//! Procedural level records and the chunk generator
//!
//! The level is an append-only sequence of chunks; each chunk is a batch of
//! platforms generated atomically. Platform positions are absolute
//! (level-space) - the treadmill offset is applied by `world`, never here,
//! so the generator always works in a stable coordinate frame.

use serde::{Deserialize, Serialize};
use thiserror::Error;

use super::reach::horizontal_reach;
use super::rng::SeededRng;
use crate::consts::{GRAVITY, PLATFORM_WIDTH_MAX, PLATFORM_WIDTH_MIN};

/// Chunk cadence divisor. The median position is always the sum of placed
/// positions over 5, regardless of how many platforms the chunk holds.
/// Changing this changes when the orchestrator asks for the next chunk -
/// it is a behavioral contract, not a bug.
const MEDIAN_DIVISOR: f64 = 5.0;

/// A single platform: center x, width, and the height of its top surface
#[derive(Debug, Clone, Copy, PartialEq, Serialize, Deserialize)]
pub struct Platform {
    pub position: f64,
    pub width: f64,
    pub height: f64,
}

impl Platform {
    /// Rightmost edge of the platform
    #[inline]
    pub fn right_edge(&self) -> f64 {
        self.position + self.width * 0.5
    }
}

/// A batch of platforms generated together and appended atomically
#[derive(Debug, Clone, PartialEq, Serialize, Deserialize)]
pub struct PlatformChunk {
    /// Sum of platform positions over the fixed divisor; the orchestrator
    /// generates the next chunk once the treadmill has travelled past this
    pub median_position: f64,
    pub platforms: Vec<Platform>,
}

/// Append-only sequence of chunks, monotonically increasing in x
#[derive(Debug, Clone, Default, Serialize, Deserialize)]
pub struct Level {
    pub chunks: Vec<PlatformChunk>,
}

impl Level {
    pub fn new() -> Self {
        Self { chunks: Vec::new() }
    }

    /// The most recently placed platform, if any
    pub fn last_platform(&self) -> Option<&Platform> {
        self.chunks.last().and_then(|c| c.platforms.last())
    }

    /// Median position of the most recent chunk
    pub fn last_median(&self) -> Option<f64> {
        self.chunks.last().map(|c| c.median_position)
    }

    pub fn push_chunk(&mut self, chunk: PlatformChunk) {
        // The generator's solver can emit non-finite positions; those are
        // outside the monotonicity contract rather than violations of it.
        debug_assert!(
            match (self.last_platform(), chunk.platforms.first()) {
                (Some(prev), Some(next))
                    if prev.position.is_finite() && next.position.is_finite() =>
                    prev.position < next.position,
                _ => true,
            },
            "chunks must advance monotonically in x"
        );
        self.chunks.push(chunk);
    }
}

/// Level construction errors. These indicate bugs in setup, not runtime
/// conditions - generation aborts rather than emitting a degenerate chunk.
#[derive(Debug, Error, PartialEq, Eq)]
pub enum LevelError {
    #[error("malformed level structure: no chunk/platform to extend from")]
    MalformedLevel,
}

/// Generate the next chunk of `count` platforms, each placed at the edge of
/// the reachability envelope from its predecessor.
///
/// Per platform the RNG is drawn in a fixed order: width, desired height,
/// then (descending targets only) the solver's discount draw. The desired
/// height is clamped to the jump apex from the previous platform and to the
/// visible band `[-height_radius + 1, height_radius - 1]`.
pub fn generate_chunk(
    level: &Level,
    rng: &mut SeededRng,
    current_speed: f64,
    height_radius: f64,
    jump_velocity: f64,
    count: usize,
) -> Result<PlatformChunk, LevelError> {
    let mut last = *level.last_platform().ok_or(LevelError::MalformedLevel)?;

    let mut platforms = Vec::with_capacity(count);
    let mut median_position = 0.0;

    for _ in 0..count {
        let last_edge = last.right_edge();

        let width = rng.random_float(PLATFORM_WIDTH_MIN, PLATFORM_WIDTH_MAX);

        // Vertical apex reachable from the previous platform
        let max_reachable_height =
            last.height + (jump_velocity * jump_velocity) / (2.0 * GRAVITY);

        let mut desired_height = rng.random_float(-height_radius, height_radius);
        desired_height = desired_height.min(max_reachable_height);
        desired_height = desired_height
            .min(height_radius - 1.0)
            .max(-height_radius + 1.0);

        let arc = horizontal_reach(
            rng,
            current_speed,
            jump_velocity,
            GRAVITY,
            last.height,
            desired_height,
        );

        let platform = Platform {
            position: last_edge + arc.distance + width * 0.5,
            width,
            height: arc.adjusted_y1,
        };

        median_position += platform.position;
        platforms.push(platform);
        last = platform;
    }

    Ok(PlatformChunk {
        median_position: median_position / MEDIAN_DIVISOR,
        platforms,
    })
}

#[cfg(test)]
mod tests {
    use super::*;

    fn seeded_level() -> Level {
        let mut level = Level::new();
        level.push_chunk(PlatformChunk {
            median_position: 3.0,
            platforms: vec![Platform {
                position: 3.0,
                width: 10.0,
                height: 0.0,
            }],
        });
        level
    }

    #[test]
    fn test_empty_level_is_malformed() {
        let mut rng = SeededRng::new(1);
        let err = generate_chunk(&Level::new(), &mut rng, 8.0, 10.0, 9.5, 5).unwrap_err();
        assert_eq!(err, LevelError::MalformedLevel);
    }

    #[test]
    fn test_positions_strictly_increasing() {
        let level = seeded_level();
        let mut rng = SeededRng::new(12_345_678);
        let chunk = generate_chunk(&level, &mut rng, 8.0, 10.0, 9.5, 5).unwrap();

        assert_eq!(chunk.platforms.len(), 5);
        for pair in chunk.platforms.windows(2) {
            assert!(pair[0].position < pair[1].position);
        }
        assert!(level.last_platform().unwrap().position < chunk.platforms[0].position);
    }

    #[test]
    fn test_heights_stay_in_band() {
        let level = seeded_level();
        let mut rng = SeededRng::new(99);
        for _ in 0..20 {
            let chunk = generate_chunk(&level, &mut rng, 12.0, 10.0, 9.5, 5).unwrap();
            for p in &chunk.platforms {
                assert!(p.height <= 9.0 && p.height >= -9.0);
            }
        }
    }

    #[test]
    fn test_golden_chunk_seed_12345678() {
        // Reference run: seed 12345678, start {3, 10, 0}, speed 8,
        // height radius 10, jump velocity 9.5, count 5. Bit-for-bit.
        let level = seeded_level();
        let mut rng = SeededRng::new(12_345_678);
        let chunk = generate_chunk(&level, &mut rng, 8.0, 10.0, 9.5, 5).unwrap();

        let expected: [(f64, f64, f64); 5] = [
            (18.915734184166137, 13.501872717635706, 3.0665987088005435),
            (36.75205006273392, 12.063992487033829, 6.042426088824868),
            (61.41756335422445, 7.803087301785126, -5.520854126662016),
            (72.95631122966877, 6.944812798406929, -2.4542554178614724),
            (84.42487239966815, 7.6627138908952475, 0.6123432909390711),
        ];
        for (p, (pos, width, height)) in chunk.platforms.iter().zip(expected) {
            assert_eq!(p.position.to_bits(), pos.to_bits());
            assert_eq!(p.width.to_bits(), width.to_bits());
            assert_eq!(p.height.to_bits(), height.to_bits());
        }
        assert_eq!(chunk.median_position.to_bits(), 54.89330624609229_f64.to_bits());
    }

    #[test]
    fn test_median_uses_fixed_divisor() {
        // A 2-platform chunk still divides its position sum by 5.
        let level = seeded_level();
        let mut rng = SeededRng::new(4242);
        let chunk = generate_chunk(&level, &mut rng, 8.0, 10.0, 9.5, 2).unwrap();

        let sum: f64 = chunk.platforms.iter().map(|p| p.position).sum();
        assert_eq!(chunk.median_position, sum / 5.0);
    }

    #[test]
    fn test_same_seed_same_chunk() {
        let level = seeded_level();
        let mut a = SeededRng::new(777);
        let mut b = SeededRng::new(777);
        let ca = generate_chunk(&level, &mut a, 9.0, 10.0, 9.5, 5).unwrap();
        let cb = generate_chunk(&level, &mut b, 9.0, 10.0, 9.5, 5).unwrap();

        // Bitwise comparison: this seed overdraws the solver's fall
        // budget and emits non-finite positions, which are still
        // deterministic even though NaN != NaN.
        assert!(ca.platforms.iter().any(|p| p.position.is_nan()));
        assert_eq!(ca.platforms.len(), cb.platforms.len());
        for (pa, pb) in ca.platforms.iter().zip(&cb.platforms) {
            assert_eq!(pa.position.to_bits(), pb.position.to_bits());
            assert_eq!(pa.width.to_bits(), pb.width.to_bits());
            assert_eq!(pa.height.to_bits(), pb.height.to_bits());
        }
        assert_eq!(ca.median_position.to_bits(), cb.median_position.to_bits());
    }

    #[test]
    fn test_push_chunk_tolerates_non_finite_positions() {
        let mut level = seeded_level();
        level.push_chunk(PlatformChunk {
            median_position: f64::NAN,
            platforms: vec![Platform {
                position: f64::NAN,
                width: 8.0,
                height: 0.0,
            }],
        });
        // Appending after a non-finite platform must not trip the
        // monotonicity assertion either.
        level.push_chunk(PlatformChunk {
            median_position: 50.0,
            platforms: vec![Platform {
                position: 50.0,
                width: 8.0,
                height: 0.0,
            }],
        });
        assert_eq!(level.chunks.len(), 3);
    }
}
---
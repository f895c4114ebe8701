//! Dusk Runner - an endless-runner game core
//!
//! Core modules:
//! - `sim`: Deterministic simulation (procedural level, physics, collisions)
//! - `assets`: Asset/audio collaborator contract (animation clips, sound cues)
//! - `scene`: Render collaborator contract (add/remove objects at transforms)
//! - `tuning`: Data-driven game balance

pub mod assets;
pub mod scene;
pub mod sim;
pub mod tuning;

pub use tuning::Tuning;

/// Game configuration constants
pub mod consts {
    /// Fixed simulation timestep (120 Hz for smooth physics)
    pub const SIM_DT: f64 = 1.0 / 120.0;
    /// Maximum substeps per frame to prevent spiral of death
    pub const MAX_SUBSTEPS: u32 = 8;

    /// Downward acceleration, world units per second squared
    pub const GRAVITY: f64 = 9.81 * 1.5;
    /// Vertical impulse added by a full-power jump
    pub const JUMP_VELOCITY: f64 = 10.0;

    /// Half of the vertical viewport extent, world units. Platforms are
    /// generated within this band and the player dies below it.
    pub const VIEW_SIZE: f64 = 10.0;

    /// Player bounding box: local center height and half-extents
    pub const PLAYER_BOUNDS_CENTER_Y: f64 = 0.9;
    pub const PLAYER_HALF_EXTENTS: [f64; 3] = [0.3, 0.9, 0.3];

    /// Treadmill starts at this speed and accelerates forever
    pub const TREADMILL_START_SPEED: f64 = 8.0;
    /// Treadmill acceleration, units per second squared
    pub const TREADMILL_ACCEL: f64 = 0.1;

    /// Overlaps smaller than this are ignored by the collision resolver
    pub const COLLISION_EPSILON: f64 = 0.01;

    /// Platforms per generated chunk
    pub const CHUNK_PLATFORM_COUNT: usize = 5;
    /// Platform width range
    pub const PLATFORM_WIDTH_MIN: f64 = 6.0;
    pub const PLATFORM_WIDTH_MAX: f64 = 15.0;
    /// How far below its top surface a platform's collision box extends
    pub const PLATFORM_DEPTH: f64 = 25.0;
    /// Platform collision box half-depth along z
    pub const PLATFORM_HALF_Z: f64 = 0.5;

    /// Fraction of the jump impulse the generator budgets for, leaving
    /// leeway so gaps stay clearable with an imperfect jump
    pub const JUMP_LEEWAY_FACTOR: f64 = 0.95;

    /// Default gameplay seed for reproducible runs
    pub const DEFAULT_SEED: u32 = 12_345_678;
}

**Problem to work on:** If a line in the entries holds the string "second", it belongs in the tally; state the tally alone.

**Task output:** 2